История с мозгом Мадлен Олбрайт – это, наверное, самая хрестоматийная конспирологическая теория, и она появилась в первую очередь в «Российской газете», потом появилась на Прямой линии, а с 2007 года она как бы появилась в российском языке, в дискурсе. В 2015 году она уже появилась у человека, который председательствовал в Совете безопасности, у Патрушева, то есть, это уже совсем другой уровень. Путин, как бы отмахиваясь, говорит: у нас нет доказательств, но мы знаем, что некоторые так думают. А тут уже напрямую председатель Совета безопасности говорит об этом в интервью. Поэтому есть какая-то деградация. Может быть, когда-то мы узнаем, что происходило внутри.
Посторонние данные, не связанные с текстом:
//! Congress API client for fetching record projections and bio statistics.
//!
//! This module provides a trait-based HTTP client for the two remote data
//! sources behind a card:
//!
//! - the record service, queried by id(s) plus a sparse field list
//!   (`GET {records}/v2?lang=..&id=..&field=..`)
//! - the bio service, queried by Bioguide ID (`GET {bio}/members/{id}.json`)
//!
//! Every failure is reported as [`UpstreamError`] and nothing is retried.
//!
//! # Example
//!
//! ```ignore
//! use congresscard_api::congress::{fetch_records, HttpCongressClient, Lang, MemberRecord};
//!
//! let client = HttpCongressClient::new("https://records.example.com", "https://bio.example.com", "my-api-key");
//! let members: Vec<MemberRecord> =
//!     fetch_records(&client, &["A000360".to_string()], &["firstName"], Lang::En).await?;
//! ```

use async_trait::async_trait;
use serde::de::DeserializeOwned;
use serde_json::Value;
use thiserror::Error;

use super::types::{BioDetail, BioResponse, Lang};
use crate::config::UpstreamConfig;

/// Errors that can occur when calling an upstream service.
#[derive(Debug, Error)]
pub enum UpstreamError {
    /// The request URL could not be built
    #[error("invalid request URL {url}: {message}")]
    InvalidUrl { url: String, message: String },

    /// HTTP request failed before a response arrived (connect, TLS, timeout)
    #[error("request to {url} failed: {source}")]
    Transport {
        url: String,
        #[source]
        source: reqwest::Error,
    },

    /// Service answered with a non-success status
    #[error("request to {url} returned {status}: {body}")]
    Status {
        url: String,
        status: u16,
        body: String,
    },

    /// Response body did not have the expected shape
    #[error("malformed response from {url}: {message}")]
    Decode { url: String, message: String },
}

impl UpstreamError {
    /// The URL (or request description) that failed.
    #[must_use]
    pub fn url(&self) -> &str {
        match self {
            Self::InvalidUrl { url, .. }
            | Self::Transport { url, .. }
            | Self::Status { url, .. }
            | Self::Decode { url, .. } => url,
        }
    }
}

/// Trait for upstream data operations.
///
/// Use `HttpCongressClient` for real HTTP calls, or
/// `mock::MockCongressClient` in tests.
#[async_trait]
pub trait CongressApiClient: Send + Sync {
    /// Fetch the listed `fields` of each record in `ids`.
    async fn fetch_fields(
        &self,
        ids: &[String],
        fields: &[&str],
        lang: Lang,
    ) -> Result<Vec<Value>, UpstreamError>;

    /// Fetch term and voting statistics for a Bioguide ID.
    async fn fetch_bio_detail(&self, bio_id: &str) -> Result<BioDetail, UpstreamError>;

    /// Download a profile picture.
    async fn fetch_picture(&self, url: &str) -> Result<Vec<u8>, UpstreamError>;
}

/// Short description of a record request, used when a typed decode fails.
#[must_use]
pub fn describe_request(ids: &[String], fields: &[&str], lang: Lang) -> String {
    format!(
        "/v2?lang={}&id={}&field={}",
        lang.as_str(),
        ids.join(","),
        fields.join(",")
    )
}

/// Fetch records and deserialize each into `T`.
///
/// # Errors
///
/// Returns the client's [`UpstreamError`], or [`UpstreamError::Decode`] if a
/// record does not match `T`.
pub async fn fetch_records<T: DeserializeOwned>(
    client: &dyn CongressApiClient,
    ids: &[String],
    fields: &[&str],
    lang: Lang,
) -> Result<Vec<T>, UpstreamError> {
    let records = client.fetch_fields(ids, fields, lang).await?;
    records
        .into_iter()
        .map(|record| {
            serde_json::from_value(record).map_err(|e| UpstreamError::Decode {
                url: describe_request(ids, fields, lang),
                message: e.to_string(),
            })
        })
        .collect()
}

/// Fetch exactly one record.
///
/// # Errors
///
/// Same as [`fetch_records`], plus [`UpstreamError::Decode`] when the
/// service returns no record for `id`.
pub async fn fetch_record<T: DeserializeOwned>(
    client: &dyn CongressApiClient,
    id: &str,
    fields: &[&str],
    lang: Lang,
) -> Result<T, UpstreamError> {
    let ids = [id.to_string()];
    fetch_records(client, &ids, fields, lang)
        .await?
        .into_iter()
        .next()
        .ok_or_else(|| UpstreamError::Decode {
            url: describe_request(&ids, fields, lang),
            message: format!("no record returned for {id}"),
        })
}

/// HTTP-based implementation of `CongressApiClient`.
pub struct HttpCongressClient {
    client: reqwest::Client,
    records_base_url: String,
    bio_base_url: String,
    api_key: String,
}

impl HttpCongressClient {
    /// Create a new client for the given record and bio services.
    pub fn new(
        records_base_url: impl Into<String>,
        bio_base_url: impl Into<String>,
        api_key: impl Into<String>,
    ) -> Self {
        Self::with_client(reqwest::Client::new(), records_base_url, bio_base_url, api_key)
    }

    /// Create a client with a custom `reqwest::Client` (for testing with custom config).
    pub fn with_client(
        client: reqwest::Client,
        records_base_url: impl Into<String>,
        bio_base_url: impl Into<String>,
        api_key: impl Into<String>,
    ) -> Self {
        Self {
            client,
            records_base_url: records_base_url.into().trim_end_matches('/').to_string(),
            bio_base_url: bio_base_url.into().trim_end_matches('/').to_string(),
            api_key: api_key.into(),
        }
    }

    /// Build a client from configuration, applying the optional request timeout.
    ///
    /// # Errors
    ///
    /// Returns an error if the underlying HTTP client cannot be constructed.
    pub fn from_config(config: &UpstreamConfig) -> Result<Self, reqwest::Error> {
        let mut builder = reqwest::Client::builder();
        if let Some(timeout) = config.timeout() {
            builder = builder.timeout(timeout);
        }
        Ok(Self::with_client(
            builder.build()?,
            &config.records_base_url,
            &config.bio_base_url,
            &config.bio_api_key,
        ))
    }

    async fn send(
        &self,
        url: &str,
        request: reqwest::RequestBuilder,
    ) -> Result<reqwest::Response, UpstreamError> {
        tracing::debug!(%url, "upstream request");

        let response = request.send().await.map_err(|source| UpstreamError::Transport {
            url: url.to_string(),
            source,
        })?;

        let status = response.status();
        if !status.is_success() {
            let body = response.text().await.unwrap_or_default();
            return Err(UpstreamError::Status {
                url: url.to_string(),
                status: status.as_u16(),
                body,
            });
        }

        Ok(response)
    }
}

#[async_trait]
impl CongressApiClient for HttpCongressClient {
    async fn fetch_fields(
        &self,
        ids: &[String],
        fields: &[&str],
        lang: Lang,
    ) -> Result<Vec<Value>, UpstreamError> {
        let mut params: Vec<(&str, &str)> = vec![("lang", lang.as_str())];
        params.extend(ids.iter().map(|id| ("id", id.as_str())));
        params.extend(fields.iter().map(|field| ("field", *field)));

        let endpoint = format!("{}/v2", self.records_base_url);
        let url = reqwest::Url::parse_with_params(&endpoint, &params).map_err(|e| {
            UpstreamError::InvalidUrl {
                url: endpoint.clone(),
                message: e.to_string(),
            }
        })?;

        let response = self.send(url.as_str(), self.client.get(url.clone())).await?;
        response
            .json::<Vec<Value>>()
            .await
            .map_err(|e| UpstreamError::Decode {
                url: url.to_string(),
                message: e.to_string(),
            })
    }

    async fn fetch_bio_detail(&self, bio_id: &str) -> Result<BioDetail, UpstreamError> {
        let url = format!("{}/members/{}.json", self.bio_base_url, bio_id);

        let response = self
            .send(&url, self.client.get(&url).header("X-API-Key", &self.api_key))
            .await?;

        let body: BioResponse = response.json().await.map_err(|e| UpstreamError::Decode {
            url: url.clone(),
            message: e.to_string(),
        })?;

        body.results
            .into_iter()
            .next()
            .ok_or_else(|| UpstreamError::Decode {
                url,
                message: "response has no results".to_string(),
            })
    }

    async fn fetch_picture(&self, url: &str) -> Result<Vec<u8>, UpstreamError> {
        let response = self.send(url, self.client.get(url)).await?;
        let bytes = response
            .bytes()
            .await
            .map_err(|source| UpstreamError::Transport {
                url: url.to_string(),
                source,
            })?;
        Ok(bytes.to_vec())
    }
}

#[cfg(any(test, feature = "test-utils"))]
#[allow(
    clippy::unwrap_used,
    clippy::missing_panics_doc,
    clippy::missing_const_for_fn,
    clippy::must_use_candidate
)]
pub mod mock {
    //! In-memory record store for unit and pipeline tests.

    use super::{describe_request, CongressApiClient, UpstreamError};
    use crate::congress::types::{BioDetail, Lang};
    use async_trait::async_trait;
    use serde_json::{Map, Value};
    use std::collections::{HashMap, HashSet};
    use std::sync::Mutex;

    /// One recorded `fetch_fields` call.
    #[derive(Debug, Clone, PartialEq, Eq)]
    pub struct FetchCall {
        pub ids: Vec<String>,
        pub fields: Vec<String>,
        pub lang: Lang,
    }

    /// Mock implementation of `CongressApiClient`.
    ///
    /// Seed it with full records via `insert_record`; `fetch_fields` returns
    /// the requested projection of each known id (unknown ids are skipped,
    /// as the real service does). Ids registered with `fail_on` make any
    /// request that includes them fail with a 500.
    pub struct MockCongressClient {
        records: Mutex<HashMap<String, Value>>,
        bio_details: Mutex<HashMap<String, BioDetail>>,
        pictures: Mutex<HashMap<String, Vec<u8>>>,
        failing_ids: Mutex<HashSet<String>>,
        fetch_calls: Mutex<Vec<FetchCall>>,
        picture_calls: Mutex<Vec<String>>,
    }

    impl MockCongressClient {
        pub fn new() -> Self {
            Self {
                records: Mutex::new(HashMap::new()),
                bio_details: Mutex::new(HashMap::new()),
                pictures: Mutex::new(HashMap::new()),
                failing_ids: Mutex::new(HashSet::new()),
                fetch_calls: Mutex::new(Vec::new()),
                picture_calls: Mutex::new(Vec::new()),
            }
        }

        /// Store a record; it must carry a string `_id`.
        pub fn insert_record(&self, record: Value) {
            let id = record["_id"].as_str().unwrap().to_string();
            self.records.lock().unwrap().insert(id, record);
        }

        pub fn set_bio_detail(&self, bio_id: &str, detail: BioDetail) {
            self.bio_details
                .lock()
                .unwrap()
                .insert(bio_id.to_string(), detail);
        }

        pub fn set_picture(&self, url: &str, bytes: Vec<u8>) {
            self.pictures.lock().unwrap().insert(url.to_string(), bytes);
        }

        /// Fail every request that includes `id`.
        pub fn fail_on(&self, id: &str) {
            self.failing_ids.lock().unwrap().insert(id.to_string());
        }

        /// All `fetch_fields` calls, in order.
        pub fn fetch_calls(&self) -> Vec<FetchCall> {
            self.fetch_calls.lock().unwrap().clone()
        }

        /// All picture URLs requested, in order.
        pub fn picture_calls(&self) -> Vec<String> {
            self.picture_calls.lock().unwrap().clone()
        }
    }

    impl Default for MockCongressClient {
        fn default() -> Self {
            Self::new()
        }
    }

    #[async_trait]
    impl CongressApiClient for MockCongressClient {
        async fn fetch_fields(
            &self,
            ids: &[String],
            fields: &[&str],
            lang: Lang,
        ) -> Result<Vec<Value>, UpstreamError> {
            self.fetch_calls.lock().unwrap().push(FetchCall {
                ids: ids.to_vec(),
                fields: fields.iter().map(|f| (*f).to_string()).collect(),
                lang,
            });

            let failing = self.failing_ids.lock().unwrap();
            if ids.iter().any(|id| failing.contains(id)) {
                return Err(UpstreamError::Status {
                    url: format!("mock://records{}", describe_request(ids, fields, lang)),
                    status: 500,
                    body: "{\"error\":\"Internal server error\"}".to_string(),
                });
            }

            let records = self.records.lock().unwrap();
            Ok(ids
                .iter()
                .filter_map(|id| records.get(id))
                .map(|record| {
                    let mut projection = Map::new();
                    projection.insert("_id".to_string(), record["_id"].clone());
                    for field in fields {
                        if let Some(value) = record.get(*field) {
                            projection.insert((*field).to_string(), value.clone());
                        }
                    }
                    Value::Object(projection)
                })
                .collect())
        }

        async fn fetch_bio_detail(&self, bio_id: &str) -> Result<BioDetail, UpstreamError> {
            self.bio_details
                .lock()
                .unwrap()
                .get(bio_id)
                .cloned()
                .ok_or_else(|| UpstreamError::Status {
                    url: format!("mock://bio/members/{bio_id}.json"),
                    status: 404,
                    body: String::new(),
                })
        }

        async fn fetch_picture(&self, url: &str) -> Result<Vec<u8>, UpstreamError> {
            self.picture_calls.lock().unwrap().push(url.to_string());
            self.pictures
                .lock()
                .unwrap()
                .get(url)
                .cloned()
                .ok_or_else(|| UpstreamError::Status {
                    url: url.to_string(),
                    status: 404,
                    body: String::new(),
                })
        }
    }
}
– Вы недавно опубликовали интересное эссе под названием «Будущее». Это попытка смоделировать будущее из сегодняшнего дня. Прежде чем говорить о будущем, я хотел бы спросить о том мифе, в котором сейчас живет массовое сознание россиян. Путин, по-вашему, сейчас дал России новую идентичность? Война является новой формой идентичности России?

– Мне кажется, это действительно попытка дать идентичность. Но, наверное, неправильно давать заслугу за то, что Путин придумал эту идентичность, самому Путину или Кремлю. Я думаю, это во многом ситуативная история. Само вторжение в Украину было чрезвычайно секретным, никто не собирался объявлять никакую мобилизацию, кричать «вставай, страна огромная», а люди пошли. Я как исследователь пропаганды могу сказать: пошли люди именно из-за того, что им нужна идентичность, нужна эта общность. Государственная пропаганда уловила, что действительно есть некоторые стратегические нарративы, какие-то константы, убеждения, идеи, которые витают внутри российской идеологической, философской, политической мысли уже больше двух столетий. Они в какой-то форме изменяются, но остаются в своем ядерном состоянии одинаковыми. Вот эти вещи остались. Братство, взаимовыручка, желание быть частью чего-то большого, важного и толкает, к сожалению, людей сегодня на то, чтобы они шли в Украину и убивали, а те, кто не идет, наклеивали значки Z, показывали, какие они на самом деле патриоты.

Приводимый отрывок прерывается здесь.